És senhora ou escrava do teu tempo?

Que pergunta mais matreira! Acho que sou companheira do meu tempo… trabalho sempre muito, com muita intensidade e também com muito prazer. Sou a verdadeira workaholic e sempre considerei que o trabalho que fazemos deve ser uma fonte de grande prazer e grande respeito – o nosso legado como seres humanos, o que nos distingue dos animais mais inteligentes é a nossa capacidade de construir um futuro que escolhemos, através do nosso trabalho. Desde sempre, fui muito independente, casei-me tarde e já com uma forma de estar em que a parte profissional era fundamental na minha vida. Com o nascimento da minha filha, em outubro de 2001, decidi trabalhar em part-time (dava aulas, fazia guarda-roupas para teatro, ballet e ópera e era dirigente associativa) para ficar com tempo para acompanhar a infância dos meus filhos. Aí, trabalhei mais dois anos a dar aulas, e depois optei por ter empresa própria e desenvolver a minha actividade profissional, podendo assim gerir melhor o meu tempo para o nascimento do meu filho, em 2003, e para o crescimento dos meus filhos. Os meus filhos só entraram para o infantário com 3 anos e o meu marido tinha uma actividade profissional muito intensa e ocupada, ficando assim eu na retaguarda da família. Mas, desde 2015 (ano que fiz o rebranding da marca e passei para sapatos e malas) foi muito difícil coordenar tudo – família e trabalho, principalmente pela exigência de idas para o estrangeiro com muita frequência, e aí ficou o meu marido na retaguarda da família, acompanhando mais a educação dos nossos filhos. Como pertencente à cultura judaico-cristã dos países do sul da europa, e como mãe (que em Portugal ainda é a que fica em casa e toma conta das crianças), a minha autonomia e independência profissional foram vistas como um certo “abandono do lar” e não como uma capacidade profissional de chegar mais longe e atingir objectivos empresariais. A parte mais difícil e complicada quando nos dizem “os miúdos têm tido muitas saudades tuas” é que nos sentimos com muita culpa por termos uma actividade profissional activa, mesmo a pressão externa de familiares próximos influência, muitas vezes a dinâmica interna da família… felizmente o meu marido e companheiro sempre me deu todo o apoio e força para fazer e trabalhar naquilo que acreditava ser o meu futuro profissional. Ainda há muito a mudar na forma como se vê o conceito de família… 
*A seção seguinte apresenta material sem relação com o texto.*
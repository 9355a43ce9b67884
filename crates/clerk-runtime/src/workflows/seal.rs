//! Seal flow: debounced file batching, per-file selections, aggregation.
//!
//! Files arrive one webhook each even when shared together, so the batch is
//! closed by a debounce timer: two seconds after the first file, extended to
//! eight after each later one. The timer carries only the user id and the
//! generation it saw; if the session advanced by the time it fires, it does
//! nothing.

use crate::classify::{ParseOutcome, classify_intent, extract_document_fields};
use crate::deps::RouterDeps;
use crate::merge::{aggregate_field, merge_into};
use crate::workflows::{prompt_for_missing, send_confirmation};
use chrono::Utc;
use clerk_core::catalog::{TicketKind, TicketSpec, admin_comment};
use clerk_core::constants::{BATCH_DEBOUNCE_MS, FIRST_FILE_DEBOUNCE_MS};
use clerk_core::errors::ClerkError;
use clerk_core::events::{Button, ButtonGroup, OutboundMessage};
use clerk_core::fields::{FieldSource, FieldValue, MergedFields};
use clerk_core::ids::{ArtifactId, UserId};
use clerk_clients::error::ClientError;
use clerk_store::session::{
    BatchedFile, SealBatch, SealChoices, SealFileState, Session, Workflow,
};
use std::sync::Arc;
use std::time::Duration;
use tracing::{debug, info, warn};

/// Prompt sent when a seal request is classified before any file arrived.
pub const UPLOAD_PROMPT: &str =
    "Please upload the document(s) that need the seal. Send them all; I'll batch them up.";

/// Whether every file has every explicit field answered by a button press.
fn selections_complete(spec: &TicketSpec, choices: &SealChoices) -> bool {
    choices.files.iter().all(|f| {
        spec.explicit_fields().all(|ef| {
            f.fields
                .get(ef.id)
                .is_some_and(|v| v.source == FieldSource::Selection)
        })
    })
}

/// The seal workflow.
#[derive(Clone)]
pub struct SealFlow {
    deps: Arc<RouterDeps>,
}

impl SealFlow {
    /// Flow over the shared collaborators.
    #[must_use]
    pub fn new(deps: Arc<RouterDeps>) -> Self {
        Self { deps }
    }

    /// Ingest one uploaded file into the user's batch, starting a batch if
    /// none is active.
    pub async fn on_file(
        &self,
        user: &UserId,
        chat_artifact: &ArtifactId,
        display_name: &str,
    ) -> Result<(), ClerkError> {
        let bytes = self
            .deps
            .docs
            .download(chat_artifact)
            .await
            .map_err(|e| e.into_clerk("docs"))?;

        let stored = match self.deps.docs.upload(display_name, &bytes).await {
            Ok(stored) => stored,
            Err(ClientError::Oversize { size, limit }) => {
                warn!(user = %user, display_name, size, limit, "oversize file skipped");
                self.say(
                    user,
                    format!("{display_name} is too large to attach, so I skipped it."),
                )
                .await;
                return Ok(());
            }
            Err(e) => return Err(e.into_clerk("docs")),
        };

        self.attach_stored(
            user,
            BatchedFile {
                artifact: stored,
                display_name: display_name.to_string(),
            },
        )
        .await;
        Ok(())
    }

    /// Append an already-stored file to the batch and rearm the debounce
    /// timer.
    pub async fn attach_stored(&self, user: &UserId, file: BatchedFile) {
        let now = Utc::now();
        let committed = self.deps.store.update(user, now, |s| {
            if let Workflow::SealBatch(batch) = &mut s.workflow {
                batch.files.push(file.clone());
                s.generation += 1;
                Some((s.generation, batch.files.len()))
            } else {
                None
            }
        });

        let (generation, count) = match committed.flatten() {
            Some(out) => out,
            None => {
                // No live batch (swept, or different workflow replaced it);
                // open a fresh one.
                let mut session = Session::new(
                    user.clone(),
                    Workflow::SealBatch(SealBatch {
                        files: vec![file],
                        conversation_fields: MergedFields::new(),
                    }),
                    now,
                );
                session.generation = 1;
                self.deps.store.insert(session);
                (1, 1)
            }
        };

        let delay = if count == 1 {
            Duration::from_millis(FIRST_FILE_DEBOUNCE_MS)
        } else {
            Duration::from_millis(BATCH_DEBOUNCE_MS)
        };
        debug!(user = %user, count, generation, delay_ms = delay.as_millis() as u64, "batch debounce armed");

        let flow = self.clone();
        let timer_user = user.clone();
        self.deps.store.set_timer(
            user,
            clerk_core::timer::schedule(delay, move || async move {
                flow.process_batch(&timer_user, generation).await;
            }),
        );
    }

    /// Close the batch seen at `generation`: extract per-file fields and move
    /// to the selection phase. Fires from the debounce timer or a finish
    /// command; a stale generation means the batch changed and the call is a
    /// no-op.
    pub async fn process_batch(&self, user: &UserId, generation: u64) {
        let now = Utc::now();
        let Some(session) = self.deps.store.get(user, now) else {
            return;
        };
        if session.generation != generation {
            debug!(user = %user, seen = generation, current = session.generation, "stale batch timer");
            return;
        }
        let Workflow::SealBatch(batch) = session.workflow else {
            return;
        };
        if batch.files.is_empty() {
            return;
        }

        // Per-file inference happens outside the lock.
        let spec = TicketKind::SealUsage.spec();
        let mut files = Vec::with_capacity(batch.files.len());
        for file in &batch.files {
            let mut fields = MergedFields::new();
            fields.set(
                "document_name",
                FieldValue::Text(file.display_name.clone()),
                FieldSource::Document,
            );
            match self.infer_file_fields(file).await {
                Ok(inferred) => merge_into(&mut fields, &inferred, FieldSource::Document, spec),
                Err(e) => {
                    // Inference is best-effort; the user still gets buttons.
                    warn!(user = %user, file = %file.display_name, error = %e, "file inference failed");
                }
            }
            files.push(SealFileState { file: file.clone(), fields });
        }

        // Commit only if the batch is still the one we snapshotted.
        let committed = self.deps.store.update(user, now, |s| {
            if s.generation != generation {
                return false;
            }
            if !matches!(s.workflow, Workflow::SealBatch(_)) {
                return false;
            }
            s.workflow = Workflow::SealChoices(SealChoices {
                files: files.clone(),
                shared: batch.conversation_fields.clone(),
            });
            s.generation += 1;
            true
        });
        if committed != Some(true) {
            debug!(user = %user, "batch advanced during inference; discarding");
            return;
        }

        self.send_choice_matrix(user, &files).await;
    }

    async fn infer_file_fields(
        &self,
        file: &BatchedFile,
    ) -> Result<clerk_core::fields::FieldMap, ClerkError> {
        let bytes = self
            .deps
            .docs
            .download(&file.artifact)
            .await
            .map_err(|e| e.into_clerk("docs"))?;
        let text = self
            .deps
            .text
            .extract_text(&file.display_name, &bytes)
            .await
            .map_err(|e| e.into_clerk("text"))?;
        extract_document_fields(
            self.deps.ai.as_ref(),
            TicketKind::SealUsage.spec(),
            &file.display_name,
            &text,
        )
        .await
    }

    async fn send_choice_matrix(&self, user: &UserId, files: &[SealFileState]) {
        let spec = TicketKind::SealUsage.spec();
        let mut groups = Vec::new();
        for (row, state) in files.iter().enumerate() {
            for field in spec.explicit_fields() {
                groups.push(ButtonGroup {
                    field: field.id.to_string(),
                    label: format!("{} — {}", state.file.display_name, field.label),
                    row: Some(row),
                    buttons: field
                        .options
                        .iter()
                        .map(|value| Button {
                            action: "choose".to_string(),
                            field: field.id.to_string(),
                            value: (*value).to_string(),
                            row: Some(row),
                        })
                        .collect(),
                });
            }
        }
        self.deps
            .notifier
            .send(
                user,
                OutboundMessage::Options {
                    prompt: format!(
                        "Received {} file(s). For each one, choose:",
                        files.len()
                    ),
                    groups,
                },
            )
            .await;
    }

    /// Record one button press from the selection matrix. When every file
    /// has every required selection, finalize and send the confirmation.
    pub async fn on_choice(
        &self,
        user: &UserId,
        field_id: &str,
        value: &str,
        row: usize,
    ) -> Result<(), ClerkError> {
        let now = Utc::now();
        let spec = TicketKind::SealUsage.spec();
        let Some(field) = spec.field(field_id).filter(|f| f.must_be_explicit) else {
            warn!(user = %user, field_id, "choice for a non-selectable field");
            return Ok(());
        };
        if !field.accepts(&FieldValue::Text(value.to_string())) {
            warn!(user = %user, field_id, value, "choice outside the option set");
            return Ok(());
        }

        let complete = self.deps.store.update(user, now, |s| {
            let Workflow::SealChoices(choices) = &mut s.workflow else {
                return None;
            };
            let state = choices.files.get_mut(row)?;
            state
                .fields
                .set(field_id, FieldValue::Text(value.to_string()), FieldSource::Selection);

            selections_complete(spec, choices).then(|| choices.clone())
        });

        if let Some(Some(choices)) = complete {
            self.finalize(user, &choices).await;
        }
        Ok(())
    }

    /// End the batch now (finish command). Bumps the generation so the
    /// pending debounce timer goes stale, then processes immediately.
    pub async fn finish_now(&self, user: &UserId) {
        let now = Utc::now();
        if let Some(generation) = self.deps.store.bump_generation(user, now) {
            self.deps.store.clear_timer(user);
            self.process_batch(user, generation).await;
        }
    }

    /// Stash conversational context (an admin note, document details) given
    /// while the batch is open.
    pub async fn on_text(&self, user: &UserId, text: &str) -> Result<(), ClerkError> {
        let now = Utc::now();
        let history = self.deps.store.history(user);
        let spec = TicketKind::SealUsage.spec();
        let result = match classify_intent(self.deps.ai.as_ref(), &history, text).await? {
            ParseOutcome::Parsed(result) => result,
            ParseOutcome::Failed { reason } => {
                let reply = super::clarification_failed(&self.deps, user, &reason);
                self.say(user, reply).await;
                return Ok(());
            }
        };

        let ready = self.deps.store.update(user, now, |s| match &mut s.workflow {
            Workflow::SealBatch(batch) => {
                merge_into(
                    &mut batch.conversation_fields,
                    &result.fields,
                    FieldSource::Conversation,
                    spec,
                );
                None
            }
            Workflow::SealChoices(choices) => {
                merge_into(&mut choices.shared, &result.fields, FieldSource::Conversation, spec);
                selections_complete(spec, choices).then(|| choices.clone())
            }
            _ => None,
        });

        // Selections were already complete, so this text may have supplied a
        // field the earlier finalize attempt found missing.
        if let Some(Some(choices)) = ready {
            self.finalize(user, &choices).await;
            return Ok(());
        }

        self.say(
            user,
            "Noted. Send more files, press the buttons above, or say \"done\" when finished."
                .to_string(),
        )
        .await;
        Ok(())
    }

    async fn finalize(&self, user: &UserId, choices: &SealChoices) {
        let now = Utc::now();
        let spec = TicketKind::SealUsage.spec();

        let mut fields = clerk_core::fields::FieldMap::new();
        for field in spec.fields {
            let per_file: Vec<(&str, &FieldValue)> = choices
                .files
                .iter()
                .filter_map(|f| {
                    f.fields
                        .get(field.id)
                        .map(|v| (f.file.display_name.as_str(), &v.value))
                })
                .collect();
            if let Some(value) = aggregate_field(&per_file) {
                let _ = fields.insert(field.id.to_string(), value);
            } else if let Some(shared) = choices.shared.get(field.id) {
                let _ = fields.insert(field.id.to_string(), shared.value.clone());
            }
        }

        // Inference is best-effort, so a required field may still be absent
        // even with every button pressed. Ask rather than confirm a form with
        // holes in it.
        let missing: Vec<String> = spec
            .required_fields()
            .filter(|f| !fields.get(f.id).is_some_and(|v| !v.is_empty()))
            .map(|f| f.id.to_string())
            .collect();
        if !missing.is_empty() {
            debug!(user = %user, ?missing, "seal batch incomplete after selections");
            self.say(user, prompt_for_missing(TicketKind::SealUsage, &missing)).await;
            return;
        }

        let comment = admin_comment(TicketKind::SealUsage, &fields);
        info!(user = %user, files = choices.files.len(), comment, "seal batch finalized");

        let artifacts: Vec<ArtifactId> = choices
            .files
            .iter()
            .map(|f| f.file.artifact.clone())
            .collect();
        send_confirmation(&self.deps, user, TicketKind::SealUsage, fields, artifacts, now).await;
    }

    async fn say(&self, user: &UserId, text: String) {
        self.deps
            .notifier
            .send(user, OutboundMessage::Notice { text })
            .await;
    }
}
Casa, escritório, fábricas, oficina?… Onde passas as tuas horas de criatividade e produtividade?

Não tenho uma rotina, pois esta depende se estamos em altura de criar, desenvolver ou produzir colecções. Quando estou a criar, passo a maior parte das horas no meu Atelier, um espaço próprio, em casa onde tenho os meus livros, as minhas revistas de tendências, os meus materiais para inspiração e depois vou muito a fornecedores, pesquiso e vejo novos materiais. Quando estou em desenvolvimento, a maior parte do tempo é a acompanhar a modelação e a produção de protótipos, ou seja, no modelista e na fábrica a resolver todos os problemas que surjam, desde falta de material até ao fio para fazer os cordões à cor. Na produção, passo quase o dia todo nas fábricas para acompanhar, ver e detectar todos os defeitos e problemas que possam existir. No meio disto, há que responder aos emails, tratar dos assuntos das feiras internacionais, responder a entrevistas e fazer textos de opinião, organizar as sessões fotográficas, fazer preços, gerir a empresa… E desenvolver protótipos de malas e mochilas com o sr. Cruz, fazer pesquisa, dar aulas, e ter tempo à noite para tratar dos assuntos da Between Parallels, ou seja, nunca há monotonia… e o dia precisava de ter mais umas horas.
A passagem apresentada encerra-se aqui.